** Opening Records for this task block **

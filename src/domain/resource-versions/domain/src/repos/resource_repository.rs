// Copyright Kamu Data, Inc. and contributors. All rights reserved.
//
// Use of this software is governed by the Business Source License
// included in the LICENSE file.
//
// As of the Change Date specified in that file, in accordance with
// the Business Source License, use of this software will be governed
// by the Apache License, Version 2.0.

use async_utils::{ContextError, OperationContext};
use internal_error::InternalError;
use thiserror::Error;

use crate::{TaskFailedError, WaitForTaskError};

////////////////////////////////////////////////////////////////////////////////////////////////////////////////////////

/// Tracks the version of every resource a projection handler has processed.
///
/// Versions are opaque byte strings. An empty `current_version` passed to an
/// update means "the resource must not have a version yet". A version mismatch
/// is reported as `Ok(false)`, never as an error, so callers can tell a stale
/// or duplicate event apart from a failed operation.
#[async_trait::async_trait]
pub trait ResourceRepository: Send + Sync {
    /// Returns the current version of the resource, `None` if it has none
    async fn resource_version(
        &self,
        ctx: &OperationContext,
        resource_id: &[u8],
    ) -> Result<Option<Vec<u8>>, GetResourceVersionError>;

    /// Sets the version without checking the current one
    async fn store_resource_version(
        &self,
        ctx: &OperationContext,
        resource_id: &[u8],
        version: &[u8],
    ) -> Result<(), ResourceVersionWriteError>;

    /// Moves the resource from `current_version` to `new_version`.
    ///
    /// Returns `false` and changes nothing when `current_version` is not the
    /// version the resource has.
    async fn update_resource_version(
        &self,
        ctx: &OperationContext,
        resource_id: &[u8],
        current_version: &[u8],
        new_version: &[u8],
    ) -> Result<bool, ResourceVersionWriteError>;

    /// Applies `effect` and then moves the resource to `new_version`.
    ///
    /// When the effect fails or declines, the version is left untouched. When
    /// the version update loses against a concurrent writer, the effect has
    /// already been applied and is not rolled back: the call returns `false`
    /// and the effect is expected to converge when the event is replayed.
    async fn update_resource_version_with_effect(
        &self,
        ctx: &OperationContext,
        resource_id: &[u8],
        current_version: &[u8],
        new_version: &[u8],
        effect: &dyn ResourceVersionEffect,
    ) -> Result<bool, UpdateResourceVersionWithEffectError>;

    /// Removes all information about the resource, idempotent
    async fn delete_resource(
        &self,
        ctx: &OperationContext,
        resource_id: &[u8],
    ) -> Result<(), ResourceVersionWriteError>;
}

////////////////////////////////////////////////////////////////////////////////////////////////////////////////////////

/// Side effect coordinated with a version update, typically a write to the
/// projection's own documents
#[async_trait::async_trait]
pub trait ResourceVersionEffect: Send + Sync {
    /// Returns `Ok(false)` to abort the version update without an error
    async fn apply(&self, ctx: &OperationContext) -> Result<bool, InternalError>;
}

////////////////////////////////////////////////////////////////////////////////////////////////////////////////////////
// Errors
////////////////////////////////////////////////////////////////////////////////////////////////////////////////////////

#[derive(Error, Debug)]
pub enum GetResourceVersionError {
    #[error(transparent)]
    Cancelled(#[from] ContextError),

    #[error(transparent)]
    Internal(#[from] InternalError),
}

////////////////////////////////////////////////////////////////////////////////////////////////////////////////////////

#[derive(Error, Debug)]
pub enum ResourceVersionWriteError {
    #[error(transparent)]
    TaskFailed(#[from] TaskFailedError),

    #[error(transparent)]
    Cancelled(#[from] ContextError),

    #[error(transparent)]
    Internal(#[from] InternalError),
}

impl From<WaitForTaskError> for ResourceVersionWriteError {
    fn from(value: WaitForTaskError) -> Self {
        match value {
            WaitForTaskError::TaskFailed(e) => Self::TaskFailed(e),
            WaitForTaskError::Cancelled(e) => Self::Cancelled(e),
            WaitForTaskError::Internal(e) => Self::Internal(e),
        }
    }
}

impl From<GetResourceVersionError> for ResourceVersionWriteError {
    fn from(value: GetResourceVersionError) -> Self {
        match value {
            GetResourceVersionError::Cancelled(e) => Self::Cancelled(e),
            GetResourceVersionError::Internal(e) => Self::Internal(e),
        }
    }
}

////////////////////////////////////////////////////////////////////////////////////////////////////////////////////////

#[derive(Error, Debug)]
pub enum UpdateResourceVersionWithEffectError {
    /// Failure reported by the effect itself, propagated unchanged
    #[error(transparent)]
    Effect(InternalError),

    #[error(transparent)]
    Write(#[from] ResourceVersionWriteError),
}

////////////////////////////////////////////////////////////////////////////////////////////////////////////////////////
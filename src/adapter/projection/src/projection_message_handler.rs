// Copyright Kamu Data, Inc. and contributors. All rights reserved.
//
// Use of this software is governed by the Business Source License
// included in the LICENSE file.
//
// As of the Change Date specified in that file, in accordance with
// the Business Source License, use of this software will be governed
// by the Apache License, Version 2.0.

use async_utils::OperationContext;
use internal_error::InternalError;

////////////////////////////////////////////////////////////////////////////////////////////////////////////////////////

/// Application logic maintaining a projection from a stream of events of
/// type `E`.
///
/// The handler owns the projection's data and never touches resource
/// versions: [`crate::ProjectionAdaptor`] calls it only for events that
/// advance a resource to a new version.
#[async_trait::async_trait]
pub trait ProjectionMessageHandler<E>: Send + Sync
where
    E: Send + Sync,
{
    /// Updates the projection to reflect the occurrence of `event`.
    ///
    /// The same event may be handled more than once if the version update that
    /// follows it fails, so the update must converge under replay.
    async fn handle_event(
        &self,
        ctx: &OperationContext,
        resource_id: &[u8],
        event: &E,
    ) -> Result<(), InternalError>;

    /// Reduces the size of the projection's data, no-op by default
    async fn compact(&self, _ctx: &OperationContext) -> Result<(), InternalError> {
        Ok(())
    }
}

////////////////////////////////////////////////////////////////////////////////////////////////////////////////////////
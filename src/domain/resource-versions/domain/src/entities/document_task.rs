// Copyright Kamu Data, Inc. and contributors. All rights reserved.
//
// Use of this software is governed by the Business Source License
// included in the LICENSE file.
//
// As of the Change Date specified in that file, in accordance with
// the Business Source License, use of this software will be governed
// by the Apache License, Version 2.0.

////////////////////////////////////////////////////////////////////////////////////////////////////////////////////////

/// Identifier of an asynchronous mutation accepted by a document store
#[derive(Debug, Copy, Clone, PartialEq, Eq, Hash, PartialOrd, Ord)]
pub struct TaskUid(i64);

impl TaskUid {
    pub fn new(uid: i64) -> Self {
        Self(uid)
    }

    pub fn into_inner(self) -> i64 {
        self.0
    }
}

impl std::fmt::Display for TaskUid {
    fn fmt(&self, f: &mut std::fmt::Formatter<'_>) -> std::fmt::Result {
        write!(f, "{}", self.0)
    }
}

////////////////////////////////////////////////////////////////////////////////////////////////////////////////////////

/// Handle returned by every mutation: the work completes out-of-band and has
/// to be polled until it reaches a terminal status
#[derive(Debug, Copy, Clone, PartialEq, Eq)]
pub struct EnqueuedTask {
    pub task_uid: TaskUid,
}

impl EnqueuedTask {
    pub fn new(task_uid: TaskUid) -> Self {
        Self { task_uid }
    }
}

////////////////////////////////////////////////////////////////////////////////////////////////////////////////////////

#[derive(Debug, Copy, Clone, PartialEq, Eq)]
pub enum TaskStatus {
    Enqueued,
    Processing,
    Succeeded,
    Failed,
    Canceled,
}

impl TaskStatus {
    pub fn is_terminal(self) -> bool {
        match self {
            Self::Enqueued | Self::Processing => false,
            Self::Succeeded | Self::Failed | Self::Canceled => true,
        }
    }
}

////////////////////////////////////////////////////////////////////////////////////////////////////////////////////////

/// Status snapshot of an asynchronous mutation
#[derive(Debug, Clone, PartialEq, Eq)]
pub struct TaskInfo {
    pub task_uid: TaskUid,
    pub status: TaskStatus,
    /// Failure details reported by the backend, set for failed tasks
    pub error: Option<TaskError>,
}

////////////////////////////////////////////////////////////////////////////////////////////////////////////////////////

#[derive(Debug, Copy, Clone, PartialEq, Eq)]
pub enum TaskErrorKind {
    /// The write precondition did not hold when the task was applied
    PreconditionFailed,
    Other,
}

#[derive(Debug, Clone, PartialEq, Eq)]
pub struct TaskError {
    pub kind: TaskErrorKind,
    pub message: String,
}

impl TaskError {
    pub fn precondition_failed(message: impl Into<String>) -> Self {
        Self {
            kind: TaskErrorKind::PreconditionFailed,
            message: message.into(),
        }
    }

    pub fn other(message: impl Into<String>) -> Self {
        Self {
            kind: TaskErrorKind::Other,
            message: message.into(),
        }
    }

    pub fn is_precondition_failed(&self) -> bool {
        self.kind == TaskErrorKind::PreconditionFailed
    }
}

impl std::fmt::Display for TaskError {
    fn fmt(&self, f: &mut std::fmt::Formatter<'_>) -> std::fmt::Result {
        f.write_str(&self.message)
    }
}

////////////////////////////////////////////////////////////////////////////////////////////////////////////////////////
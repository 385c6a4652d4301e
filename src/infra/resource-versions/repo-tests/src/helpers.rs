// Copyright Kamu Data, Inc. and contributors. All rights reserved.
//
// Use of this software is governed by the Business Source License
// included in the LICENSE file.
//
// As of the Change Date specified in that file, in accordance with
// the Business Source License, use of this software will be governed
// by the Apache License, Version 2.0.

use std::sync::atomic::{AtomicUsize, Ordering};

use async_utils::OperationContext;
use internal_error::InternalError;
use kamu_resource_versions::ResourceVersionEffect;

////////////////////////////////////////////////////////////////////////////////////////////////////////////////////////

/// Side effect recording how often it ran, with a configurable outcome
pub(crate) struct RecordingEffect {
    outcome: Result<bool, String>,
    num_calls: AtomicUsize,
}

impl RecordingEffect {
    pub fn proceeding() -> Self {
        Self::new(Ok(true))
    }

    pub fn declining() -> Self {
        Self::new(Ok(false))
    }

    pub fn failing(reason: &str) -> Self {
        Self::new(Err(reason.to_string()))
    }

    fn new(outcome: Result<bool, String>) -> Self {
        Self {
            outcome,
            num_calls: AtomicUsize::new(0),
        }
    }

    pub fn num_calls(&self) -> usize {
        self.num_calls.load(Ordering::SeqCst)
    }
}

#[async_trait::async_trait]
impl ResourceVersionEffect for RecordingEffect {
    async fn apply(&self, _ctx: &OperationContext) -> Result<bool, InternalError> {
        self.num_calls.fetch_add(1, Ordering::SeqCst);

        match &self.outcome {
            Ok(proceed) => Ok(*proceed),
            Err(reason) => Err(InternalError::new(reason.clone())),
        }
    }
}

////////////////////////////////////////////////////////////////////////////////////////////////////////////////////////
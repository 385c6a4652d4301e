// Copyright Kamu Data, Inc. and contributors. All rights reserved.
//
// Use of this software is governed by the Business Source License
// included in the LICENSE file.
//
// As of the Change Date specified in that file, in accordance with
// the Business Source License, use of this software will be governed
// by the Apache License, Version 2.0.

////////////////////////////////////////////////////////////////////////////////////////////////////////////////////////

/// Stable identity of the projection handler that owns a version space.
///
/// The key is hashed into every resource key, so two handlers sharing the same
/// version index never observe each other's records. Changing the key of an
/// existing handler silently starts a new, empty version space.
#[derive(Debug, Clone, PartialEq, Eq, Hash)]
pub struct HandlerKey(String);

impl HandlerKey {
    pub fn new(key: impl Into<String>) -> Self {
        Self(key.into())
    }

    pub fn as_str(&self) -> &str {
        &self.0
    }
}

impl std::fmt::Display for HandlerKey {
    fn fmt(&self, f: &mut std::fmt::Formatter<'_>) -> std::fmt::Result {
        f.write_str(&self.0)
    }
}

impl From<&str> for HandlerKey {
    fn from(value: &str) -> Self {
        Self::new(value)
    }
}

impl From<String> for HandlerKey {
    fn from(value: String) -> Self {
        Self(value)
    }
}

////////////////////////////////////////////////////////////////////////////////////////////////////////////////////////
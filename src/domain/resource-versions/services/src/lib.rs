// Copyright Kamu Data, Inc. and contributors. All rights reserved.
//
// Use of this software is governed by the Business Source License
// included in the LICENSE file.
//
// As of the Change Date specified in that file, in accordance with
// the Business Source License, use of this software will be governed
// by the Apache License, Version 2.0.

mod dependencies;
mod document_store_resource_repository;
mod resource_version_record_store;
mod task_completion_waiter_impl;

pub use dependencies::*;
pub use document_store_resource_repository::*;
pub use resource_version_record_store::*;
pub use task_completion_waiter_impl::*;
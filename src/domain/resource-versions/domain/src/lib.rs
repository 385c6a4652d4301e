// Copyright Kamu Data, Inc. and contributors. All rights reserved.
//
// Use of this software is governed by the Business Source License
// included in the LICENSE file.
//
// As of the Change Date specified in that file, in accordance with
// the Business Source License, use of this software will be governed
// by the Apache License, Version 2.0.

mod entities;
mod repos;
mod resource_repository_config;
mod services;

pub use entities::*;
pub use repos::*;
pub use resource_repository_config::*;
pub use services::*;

** Closing Records for this task block **

**Work item:** Search the records for the string "asynchronous" and, wherever a line contains it, please copy that line.

**Answer below:**
/// Identifier of an asynchronous mutation accepted by a document store
/// Status snapshot of an asynchronous mutation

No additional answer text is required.